Dr. Jan-Anders Karlsson, CEO of Verona Pharma, commented:

“It has been a transformative six months for Verona Pharma. Not only have we successfully completed our IPO of ADSs on NASDAQ, but we have also commenced four clinical trials with our lead candidate RPL554, including our first clinical study in the United States following FDA acceptance of our IND application and have continued to expand our senior management.

We now have the team and funding to deliver a comprehensive package of Phase 2b data for nebulized RPL554 as maintenance therapy for both COPD and CF, as well as for the treatment of acute exacerbations of COPD. We are developing additional formulations of RPL554 that we believe would significantly extend the commercial opportunity in COPD and other respiratory indications. We look forward to updating the market on multiple clinical data points in this and coming years.”

An electronic copy of the interim results will be made available today on the Company’s website (http://www.veronapharma.com). This press release does not constitute an offer to sell or the solicitation of an offer to buy any of the Company’s securities, and shall not constitute an offer, solicitation or sale in any jurisdiction in which such offer, solicitation or sale would be unlawful prior to registration or qualification under the securities laws of that jurisdiction.

About Verona Pharma plc

Verona Pharma is a clinical-stage biopharmaceutical company focused on developing and commercializing innovative therapies for the treatment of respiratory diseases with significant unmet medical needs.

Verona Pharma’s product candidate, RPL554, is a first-in-class, inhaled, dual inhibitor of the enzymes phosphodiesterase 3 and 4 that acts as both a bronchodilator and an anti-inflammatory agent in a single compound. Verona Pharma is developing RPL554 for the treatment of chronic obstructive pulmonary disease (COPD) and cystic fibrosis (CF), and potentially asthma.

Forward Looking Statements

This press release and accompanying Chairman and Chief Executive’s Joint Statement contain forward-looking statements.
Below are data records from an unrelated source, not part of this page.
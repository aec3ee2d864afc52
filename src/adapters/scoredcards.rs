use std::time::Duration;

use async_trait::async_trait;
use reqwest::Client;
use rust_decimal::Decimal;
use serde::{Deserialize, Serialize};

use crate::adapters::checked_card;
use crate::adapters::http::{decode_cards, default_client, post_json};
use crate::domain::model::{ProviderOutcome, RecommendationRequest, SignalScale};
use crate::domain::ports::CardProvider;

/// ScoredCards: approval rating in `[0, 1]`, salary included in the query.
#[derive(Debug, Clone)]
pub struct ScoredCardsProvider {
    client: Client,
    endpoint: String,
}

#[derive(Debug, Serialize)]
struct ScoredCardsRequest<'a> {
    name: &'a str,
    score: u16,
    salary: u64,
}

#[derive(Debug, Deserialize)]
#[serde(rename_all = "camelCase")]
struct ScoredCard {
    card: String,
    #[serde(with = "rust_decimal::serde::float")]
    apr: Decimal,
    #[serde(with = "rust_decimal::serde::float")]
    approval_rating: Decimal,
}

impl ScoredCardsProvider {
    pub const ID: &'static str = "ScoredCards";
    pub const SCALE: SignalScale = SignalScale::ZeroToOne;

    pub fn new(endpoint: impl Into<String>) -> Self {
        Self::with_client(default_client(), endpoint)
    }

    pub fn with_client(client: Client, endpoint: impl Into<String>) -> Self {
        Self {
            client,
            endpoint: endpoint.into(),
        }
    }
}

#[async_trait]
impl CardProvider for ScoredCardsProvider {
    fn id(&self) -> &str {
        Self::ID
    }

    async fn fetch(&self, request: &RecommendationRequest, deadline: Duration) -> ProviderOutcome {
        let body = ScoredCardsRequest {
            name: request.name(),
            score: request.credit_score(),
            salary: request.annual_salary(),
        };

        let payload = post_json(&self.client, &self.endpoint, &body, deadline).await?;

        decode_cards::<ScoredCard>(payload)?
            .into_iter()
            .map(|card| checked_card(Self::ID, card.card, card.apr, card.approval_rating, Self::SCALE))
            .collect()
    }
}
All statements contained in this press release and accompanying Chairman and Chief Executive’s Joint Statement that do not relate to matters of historical fact should be considered forward-looking statements, including, but not limited to, statements regarding the US IPO and clinical developments boding well for our future, the timing of top-line data for our clinical trials of RPL554, our ability to deliver a package of comprehensive Phase 2b data for RPL554, the ability of additional formulations of RPL554 to significantly extend the commercial opportunity for RPL554, our ability to update the market on multiple clinical data points, the treatment potential for RPL554 for asthma and other respiratory diseases, the successful progression of RPL554 through Phase 2b development, the value of the United States as a commercial market for RPL554, the timing and design of future clinical trials for RPL554, and our planned use of proceeds from the Global Offering and Shareholder Private Placement.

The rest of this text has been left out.